In one or more embodiments, the content of periodic acid may be 0.1 to 5 weight percent, preferably 0.5 to 3 weight percent, based on the total weight of the etchant composition. If the content of periodic acid is less than 0.1 weight percent, the etching rate of the ruthenium metal film may be reduced due to the reduced oxidizing ability of periodic acid, and if the content of periodic acid exceeds 5 weight percent, the mixing stability may be reduced.

Ammonium ions, as cations represented by NH4+, are used to adjust the pH value of the etching solution composition according to the present invention, and promote the etching of the ruthenium metal film by periodic acid through electrical interaction with anions on the surface of the ruthenium oxide film.

In one or more embodiments, ammonium ions can be understood as a concept including the formation of ammonium ions by bonding with anions so that they can dissociate in an aqueous solution to generate ammonium ions. Examples of the anions may include acetate (C2H3O4-), sulfate (SO42-), aminosulfonate (H2NO3S-), formate (CHO2-), oxalate (C2O42-), benzoate (C7H5O2-), persulfate (SO52- or S2O82-), carbonate (CO32-), carbamate (NH2COO-), chloride (Cl-) and phosphate (PO42-), but are not limited thereto.

In one or more embodiments, the form of ammonium ions bonded with anions may be at least one of ammonium acetate, ammonium sulfate, ammonium sulfamate, ammonium formate, ammonium oxalate, ammonium benzoate, ammonium persulfate, ammonium carbonate, ammonium carbamate, ammonium chloride, and ammonium phosphate).
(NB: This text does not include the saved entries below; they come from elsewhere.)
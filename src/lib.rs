//! Workspace facade crate.
//!
//! Exposes feature flags that map to the individual workspace crates
//! (`core-fetch`, `core-runtime`, `bridge-http`). Host applications can
//! depend on `covergap-workspace` and enable the documented features without
//! wiring each crate individually.

#[cfg(feature = "desktop")]
pub use bridge_http;
#[cfg(feature = "desktop")]
pub use core_fetch;
#[cfg(feature = "desktop")]
pub use core_runtime;
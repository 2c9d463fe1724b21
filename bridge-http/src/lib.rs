//! # HTTP Bridge
//!
//! Abstracts HTTP operations behind the [`HttpClient`] trait so the catalog
//! client can be exercised against mocks while the desktop binary uses the
//! reqwest-backed implementation.

pub mod error;
pub mod http;
pub mod reqwest_client;

pub use error::{HttpError, Result};
pub use http::{HttpClient, HttpMethod, HttpRequest, HttpResponse, RetryPolicy};
pub use reqwest_client::ReqwestHttpClient;
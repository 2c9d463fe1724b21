//! # Artwork Gap Domain Module
//!
//! Owns the domain model for albums with missing cover artwork and the pure
//! logic that operates on it.
//!
//! ## Overview
//!
//! This module handles:
//! - The `MissingArtwork` entity and its availability classification
//! - Aggregating a flat stream of track records into deduplicated
//!   album-level entities (`gather_missing_artwork`)
//! - Filtering and sorting entity collections for display

pub mod aggregate;
pub mod filter;
pub mod model;

pub use aggregate::{gather_missing_artwork, TrackRecord};
pub use filter::{filter_and_sort, AvailabilityFilter, CategoryFilter, FilterCriteria, SortOrder};
pub use model::{AvailabilityCategory, MissingArtwork};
In one or more embodiments, the ammonium ions may not include ammonia (NH3) and/or ammonium hydroxide (NH4OH). That is, the ammonium ions refer only to cations that can be expressed as NH4+, and may not include ammonia (NH3) or ammonium hydroxide (NH4OH) generated by acid-base reaction. When ammonia (NH3) and/or ammonium hydroxide (NH4OH) are added as ammonium ions, ammonia (NH3) and/or hydroxyl (OH-) dissociated from ammonium hydroxide may affect the increase in pH of the etching solution composition, resulting in a decrease in the etching rate of the ruthenium metal film.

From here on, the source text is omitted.